Find every line containing the word "Resolution" in the records below; report only how many there are.
Start of Available data
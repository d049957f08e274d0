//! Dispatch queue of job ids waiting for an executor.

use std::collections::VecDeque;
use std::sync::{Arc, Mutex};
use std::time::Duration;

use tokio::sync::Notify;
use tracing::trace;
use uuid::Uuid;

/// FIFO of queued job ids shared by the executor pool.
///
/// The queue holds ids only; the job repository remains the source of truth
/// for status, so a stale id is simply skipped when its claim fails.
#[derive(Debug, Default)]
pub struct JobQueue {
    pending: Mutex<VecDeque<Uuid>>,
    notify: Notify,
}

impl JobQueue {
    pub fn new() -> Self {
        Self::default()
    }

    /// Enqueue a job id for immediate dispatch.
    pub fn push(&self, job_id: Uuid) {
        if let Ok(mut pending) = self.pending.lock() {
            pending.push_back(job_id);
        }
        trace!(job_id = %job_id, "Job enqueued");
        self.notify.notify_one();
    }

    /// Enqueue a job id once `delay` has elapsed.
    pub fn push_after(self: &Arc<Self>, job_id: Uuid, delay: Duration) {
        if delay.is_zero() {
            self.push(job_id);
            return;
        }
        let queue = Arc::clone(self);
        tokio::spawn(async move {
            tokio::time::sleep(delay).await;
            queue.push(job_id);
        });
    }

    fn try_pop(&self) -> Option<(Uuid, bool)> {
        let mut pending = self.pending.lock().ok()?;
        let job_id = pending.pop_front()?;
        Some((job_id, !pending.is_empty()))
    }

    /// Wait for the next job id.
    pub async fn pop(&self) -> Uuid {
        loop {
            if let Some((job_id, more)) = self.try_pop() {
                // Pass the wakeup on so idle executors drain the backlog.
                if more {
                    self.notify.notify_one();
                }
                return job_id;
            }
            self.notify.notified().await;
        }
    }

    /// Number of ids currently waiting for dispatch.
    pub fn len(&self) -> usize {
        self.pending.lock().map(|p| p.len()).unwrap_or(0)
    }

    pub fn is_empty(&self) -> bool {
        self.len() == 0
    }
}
End of Available data
Start of Available data
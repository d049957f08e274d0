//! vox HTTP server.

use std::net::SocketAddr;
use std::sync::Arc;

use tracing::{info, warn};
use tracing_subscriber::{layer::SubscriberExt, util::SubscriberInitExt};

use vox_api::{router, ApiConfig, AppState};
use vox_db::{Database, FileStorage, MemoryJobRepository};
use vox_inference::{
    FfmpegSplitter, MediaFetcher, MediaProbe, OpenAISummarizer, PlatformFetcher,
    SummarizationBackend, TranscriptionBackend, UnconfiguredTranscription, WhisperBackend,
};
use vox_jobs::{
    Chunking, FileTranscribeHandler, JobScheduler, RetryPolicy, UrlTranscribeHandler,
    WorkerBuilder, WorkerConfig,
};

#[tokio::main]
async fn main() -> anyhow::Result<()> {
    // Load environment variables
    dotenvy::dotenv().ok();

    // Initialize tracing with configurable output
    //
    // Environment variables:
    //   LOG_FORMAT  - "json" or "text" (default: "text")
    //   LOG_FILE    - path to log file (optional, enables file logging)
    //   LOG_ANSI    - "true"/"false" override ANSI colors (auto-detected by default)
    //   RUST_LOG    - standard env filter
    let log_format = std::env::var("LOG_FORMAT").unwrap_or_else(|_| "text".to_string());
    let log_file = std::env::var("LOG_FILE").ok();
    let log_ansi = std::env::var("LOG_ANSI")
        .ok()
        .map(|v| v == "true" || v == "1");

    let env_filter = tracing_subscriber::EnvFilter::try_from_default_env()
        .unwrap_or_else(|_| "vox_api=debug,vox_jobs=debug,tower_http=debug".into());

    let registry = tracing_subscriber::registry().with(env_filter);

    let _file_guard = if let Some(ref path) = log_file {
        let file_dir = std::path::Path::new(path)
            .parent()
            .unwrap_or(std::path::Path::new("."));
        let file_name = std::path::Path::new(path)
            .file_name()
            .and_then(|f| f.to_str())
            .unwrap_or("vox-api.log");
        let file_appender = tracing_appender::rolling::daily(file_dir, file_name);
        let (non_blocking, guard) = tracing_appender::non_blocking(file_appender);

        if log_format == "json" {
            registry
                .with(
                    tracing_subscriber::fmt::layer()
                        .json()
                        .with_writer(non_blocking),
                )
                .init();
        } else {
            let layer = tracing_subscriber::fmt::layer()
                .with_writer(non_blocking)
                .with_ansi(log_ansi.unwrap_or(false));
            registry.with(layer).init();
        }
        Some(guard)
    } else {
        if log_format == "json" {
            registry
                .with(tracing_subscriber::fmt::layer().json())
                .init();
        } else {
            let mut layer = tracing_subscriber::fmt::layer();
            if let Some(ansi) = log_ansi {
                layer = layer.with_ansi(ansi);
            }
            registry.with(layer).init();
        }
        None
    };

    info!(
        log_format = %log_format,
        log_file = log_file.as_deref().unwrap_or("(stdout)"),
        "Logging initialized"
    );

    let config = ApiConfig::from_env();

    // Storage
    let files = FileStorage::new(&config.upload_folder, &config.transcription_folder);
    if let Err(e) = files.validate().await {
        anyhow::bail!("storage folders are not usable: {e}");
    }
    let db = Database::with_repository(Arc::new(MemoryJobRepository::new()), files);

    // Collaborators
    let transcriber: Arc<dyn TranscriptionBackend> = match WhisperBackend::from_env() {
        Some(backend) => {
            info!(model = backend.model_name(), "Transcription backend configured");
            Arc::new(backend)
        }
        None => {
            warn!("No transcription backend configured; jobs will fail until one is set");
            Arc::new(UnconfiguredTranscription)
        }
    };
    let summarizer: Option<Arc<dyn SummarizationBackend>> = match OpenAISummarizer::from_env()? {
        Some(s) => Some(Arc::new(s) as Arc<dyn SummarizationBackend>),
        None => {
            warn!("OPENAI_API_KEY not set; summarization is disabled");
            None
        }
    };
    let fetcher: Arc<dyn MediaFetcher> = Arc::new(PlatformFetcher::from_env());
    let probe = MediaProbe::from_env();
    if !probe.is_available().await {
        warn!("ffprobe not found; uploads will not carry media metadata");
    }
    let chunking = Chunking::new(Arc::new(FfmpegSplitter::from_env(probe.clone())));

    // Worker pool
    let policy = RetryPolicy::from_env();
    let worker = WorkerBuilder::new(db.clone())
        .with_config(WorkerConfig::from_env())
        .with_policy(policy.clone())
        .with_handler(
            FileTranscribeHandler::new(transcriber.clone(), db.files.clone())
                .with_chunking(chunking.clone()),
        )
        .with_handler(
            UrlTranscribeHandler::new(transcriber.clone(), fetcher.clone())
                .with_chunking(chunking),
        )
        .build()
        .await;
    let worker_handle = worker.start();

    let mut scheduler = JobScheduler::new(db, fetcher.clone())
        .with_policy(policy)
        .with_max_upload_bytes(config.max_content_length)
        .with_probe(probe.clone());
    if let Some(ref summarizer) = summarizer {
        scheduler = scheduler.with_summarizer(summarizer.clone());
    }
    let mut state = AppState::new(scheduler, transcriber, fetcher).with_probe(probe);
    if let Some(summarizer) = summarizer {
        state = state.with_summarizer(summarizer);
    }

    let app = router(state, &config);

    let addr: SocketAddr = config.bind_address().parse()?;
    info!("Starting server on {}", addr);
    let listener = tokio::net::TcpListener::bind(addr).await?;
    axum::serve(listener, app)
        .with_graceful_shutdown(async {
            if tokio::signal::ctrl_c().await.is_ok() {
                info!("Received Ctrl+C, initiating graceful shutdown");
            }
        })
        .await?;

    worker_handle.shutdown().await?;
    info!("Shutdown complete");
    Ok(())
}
End of Available data
Start of Available data
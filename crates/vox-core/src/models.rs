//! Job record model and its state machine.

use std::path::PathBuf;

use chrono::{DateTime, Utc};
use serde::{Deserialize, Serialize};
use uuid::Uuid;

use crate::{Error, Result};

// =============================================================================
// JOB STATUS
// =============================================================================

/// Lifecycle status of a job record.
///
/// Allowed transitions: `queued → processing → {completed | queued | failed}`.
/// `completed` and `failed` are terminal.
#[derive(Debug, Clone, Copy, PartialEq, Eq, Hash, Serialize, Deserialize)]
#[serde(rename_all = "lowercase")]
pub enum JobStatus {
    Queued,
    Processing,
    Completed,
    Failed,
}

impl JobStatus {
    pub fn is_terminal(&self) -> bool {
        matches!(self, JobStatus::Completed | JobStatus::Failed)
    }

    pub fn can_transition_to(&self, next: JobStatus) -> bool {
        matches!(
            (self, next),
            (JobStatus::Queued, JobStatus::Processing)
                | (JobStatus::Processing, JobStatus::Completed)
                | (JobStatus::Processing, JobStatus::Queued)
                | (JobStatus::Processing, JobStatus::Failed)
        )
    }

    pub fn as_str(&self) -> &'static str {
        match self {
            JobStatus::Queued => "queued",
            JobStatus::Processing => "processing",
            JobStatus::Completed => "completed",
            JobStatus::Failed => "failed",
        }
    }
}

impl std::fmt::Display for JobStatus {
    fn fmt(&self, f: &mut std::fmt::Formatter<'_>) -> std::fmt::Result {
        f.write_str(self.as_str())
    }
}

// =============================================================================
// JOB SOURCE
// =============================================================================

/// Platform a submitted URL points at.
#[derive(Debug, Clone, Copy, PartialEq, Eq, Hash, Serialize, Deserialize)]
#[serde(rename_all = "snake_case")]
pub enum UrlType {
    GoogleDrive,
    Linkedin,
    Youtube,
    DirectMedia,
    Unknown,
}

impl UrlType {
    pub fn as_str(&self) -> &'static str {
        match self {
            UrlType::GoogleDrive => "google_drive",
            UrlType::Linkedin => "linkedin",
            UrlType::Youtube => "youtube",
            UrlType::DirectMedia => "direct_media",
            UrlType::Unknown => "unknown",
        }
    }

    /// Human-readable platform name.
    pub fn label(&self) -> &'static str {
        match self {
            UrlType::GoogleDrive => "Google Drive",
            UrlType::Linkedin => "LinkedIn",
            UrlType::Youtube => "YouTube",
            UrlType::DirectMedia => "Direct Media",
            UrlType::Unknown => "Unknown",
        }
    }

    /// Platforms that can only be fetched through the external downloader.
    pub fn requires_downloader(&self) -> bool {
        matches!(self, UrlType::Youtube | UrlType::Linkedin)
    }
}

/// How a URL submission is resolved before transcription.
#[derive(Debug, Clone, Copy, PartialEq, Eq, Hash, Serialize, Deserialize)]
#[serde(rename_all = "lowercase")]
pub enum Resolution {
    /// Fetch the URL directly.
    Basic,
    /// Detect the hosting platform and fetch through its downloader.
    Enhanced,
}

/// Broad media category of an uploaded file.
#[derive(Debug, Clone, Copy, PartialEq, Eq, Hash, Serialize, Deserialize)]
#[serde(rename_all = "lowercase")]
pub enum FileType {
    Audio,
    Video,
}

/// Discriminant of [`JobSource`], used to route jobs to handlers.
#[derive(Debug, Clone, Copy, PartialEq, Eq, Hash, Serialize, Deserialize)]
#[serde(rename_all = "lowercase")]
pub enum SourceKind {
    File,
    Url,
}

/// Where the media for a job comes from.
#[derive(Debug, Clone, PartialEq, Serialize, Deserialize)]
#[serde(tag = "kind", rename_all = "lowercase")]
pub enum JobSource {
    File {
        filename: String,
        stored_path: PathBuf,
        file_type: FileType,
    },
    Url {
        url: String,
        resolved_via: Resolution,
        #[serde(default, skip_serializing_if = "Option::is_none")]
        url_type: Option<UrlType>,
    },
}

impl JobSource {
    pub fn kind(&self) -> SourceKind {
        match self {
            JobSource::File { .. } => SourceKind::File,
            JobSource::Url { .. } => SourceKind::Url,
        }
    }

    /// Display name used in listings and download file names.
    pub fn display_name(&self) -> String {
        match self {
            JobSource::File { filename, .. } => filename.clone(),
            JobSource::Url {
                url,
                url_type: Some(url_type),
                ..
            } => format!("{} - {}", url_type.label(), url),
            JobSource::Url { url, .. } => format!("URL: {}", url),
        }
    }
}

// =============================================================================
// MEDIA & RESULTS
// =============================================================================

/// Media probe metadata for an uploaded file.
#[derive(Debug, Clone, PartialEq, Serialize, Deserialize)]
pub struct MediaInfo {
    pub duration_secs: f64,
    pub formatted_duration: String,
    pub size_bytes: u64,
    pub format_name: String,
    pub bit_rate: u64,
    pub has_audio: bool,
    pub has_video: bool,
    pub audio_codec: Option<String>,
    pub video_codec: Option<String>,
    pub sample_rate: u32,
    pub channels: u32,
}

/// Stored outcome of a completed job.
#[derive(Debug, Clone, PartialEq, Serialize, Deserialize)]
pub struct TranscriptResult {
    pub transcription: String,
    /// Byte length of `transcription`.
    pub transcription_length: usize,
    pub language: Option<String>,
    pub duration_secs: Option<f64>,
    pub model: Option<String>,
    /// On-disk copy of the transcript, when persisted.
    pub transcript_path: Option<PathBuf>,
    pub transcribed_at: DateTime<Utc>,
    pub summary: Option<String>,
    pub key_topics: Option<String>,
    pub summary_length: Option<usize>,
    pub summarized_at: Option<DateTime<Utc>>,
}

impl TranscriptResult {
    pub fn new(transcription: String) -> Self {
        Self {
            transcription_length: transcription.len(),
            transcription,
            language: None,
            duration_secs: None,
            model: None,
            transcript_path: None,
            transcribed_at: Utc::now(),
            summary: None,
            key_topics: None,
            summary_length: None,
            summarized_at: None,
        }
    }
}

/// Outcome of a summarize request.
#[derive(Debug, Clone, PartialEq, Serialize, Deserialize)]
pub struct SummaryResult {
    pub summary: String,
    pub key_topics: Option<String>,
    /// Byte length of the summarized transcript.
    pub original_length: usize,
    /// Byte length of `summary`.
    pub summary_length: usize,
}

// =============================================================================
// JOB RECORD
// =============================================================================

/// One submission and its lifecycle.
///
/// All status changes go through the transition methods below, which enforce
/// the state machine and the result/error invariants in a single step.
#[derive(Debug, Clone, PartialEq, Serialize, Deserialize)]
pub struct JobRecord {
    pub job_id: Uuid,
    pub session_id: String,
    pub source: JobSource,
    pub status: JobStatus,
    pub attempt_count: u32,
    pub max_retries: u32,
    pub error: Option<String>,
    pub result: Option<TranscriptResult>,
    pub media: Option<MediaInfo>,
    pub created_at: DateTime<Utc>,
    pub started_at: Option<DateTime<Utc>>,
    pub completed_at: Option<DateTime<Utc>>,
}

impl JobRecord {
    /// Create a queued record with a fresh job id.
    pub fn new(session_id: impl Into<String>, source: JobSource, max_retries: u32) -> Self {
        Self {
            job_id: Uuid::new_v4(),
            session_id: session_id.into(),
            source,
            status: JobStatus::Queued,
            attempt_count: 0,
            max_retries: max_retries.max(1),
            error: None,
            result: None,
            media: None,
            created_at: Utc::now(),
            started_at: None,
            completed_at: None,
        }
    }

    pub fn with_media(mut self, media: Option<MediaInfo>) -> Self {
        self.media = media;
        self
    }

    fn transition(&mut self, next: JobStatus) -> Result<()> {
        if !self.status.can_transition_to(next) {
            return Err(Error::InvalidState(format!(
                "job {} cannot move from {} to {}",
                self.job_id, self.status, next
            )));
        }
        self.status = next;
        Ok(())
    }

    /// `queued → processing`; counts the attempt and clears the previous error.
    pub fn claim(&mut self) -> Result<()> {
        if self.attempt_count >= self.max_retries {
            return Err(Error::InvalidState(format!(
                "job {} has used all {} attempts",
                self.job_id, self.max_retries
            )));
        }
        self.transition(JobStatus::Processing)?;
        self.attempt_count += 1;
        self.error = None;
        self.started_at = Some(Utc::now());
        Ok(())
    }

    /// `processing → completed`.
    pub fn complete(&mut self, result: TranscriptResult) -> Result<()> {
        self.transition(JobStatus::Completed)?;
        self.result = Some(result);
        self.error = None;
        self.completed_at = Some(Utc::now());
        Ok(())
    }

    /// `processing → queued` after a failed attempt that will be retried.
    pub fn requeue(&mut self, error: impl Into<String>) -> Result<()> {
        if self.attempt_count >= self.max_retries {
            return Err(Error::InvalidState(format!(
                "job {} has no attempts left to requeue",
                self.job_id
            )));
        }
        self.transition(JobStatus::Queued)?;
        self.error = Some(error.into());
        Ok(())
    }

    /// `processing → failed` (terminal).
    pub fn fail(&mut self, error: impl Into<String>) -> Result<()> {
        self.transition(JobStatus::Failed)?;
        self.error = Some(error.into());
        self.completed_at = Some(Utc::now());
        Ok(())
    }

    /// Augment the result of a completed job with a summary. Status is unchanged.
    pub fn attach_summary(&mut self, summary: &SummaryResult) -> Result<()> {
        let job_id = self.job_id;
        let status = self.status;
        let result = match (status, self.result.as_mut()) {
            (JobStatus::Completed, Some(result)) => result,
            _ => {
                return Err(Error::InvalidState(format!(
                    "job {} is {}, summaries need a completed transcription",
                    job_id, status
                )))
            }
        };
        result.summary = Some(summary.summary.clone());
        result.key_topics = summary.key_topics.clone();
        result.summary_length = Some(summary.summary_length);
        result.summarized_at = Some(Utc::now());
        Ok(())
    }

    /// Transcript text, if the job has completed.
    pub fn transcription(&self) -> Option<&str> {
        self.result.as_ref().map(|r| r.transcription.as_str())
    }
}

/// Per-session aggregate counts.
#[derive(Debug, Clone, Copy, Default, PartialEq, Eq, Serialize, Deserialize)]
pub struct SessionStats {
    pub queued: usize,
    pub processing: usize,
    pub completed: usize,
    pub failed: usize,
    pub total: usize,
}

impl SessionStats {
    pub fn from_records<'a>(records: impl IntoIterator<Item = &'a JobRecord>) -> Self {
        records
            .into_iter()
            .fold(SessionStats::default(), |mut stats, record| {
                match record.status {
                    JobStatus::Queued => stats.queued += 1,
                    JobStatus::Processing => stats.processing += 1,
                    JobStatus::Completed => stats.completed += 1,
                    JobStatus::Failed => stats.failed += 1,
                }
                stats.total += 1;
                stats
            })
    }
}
End of Available data
*Response*
2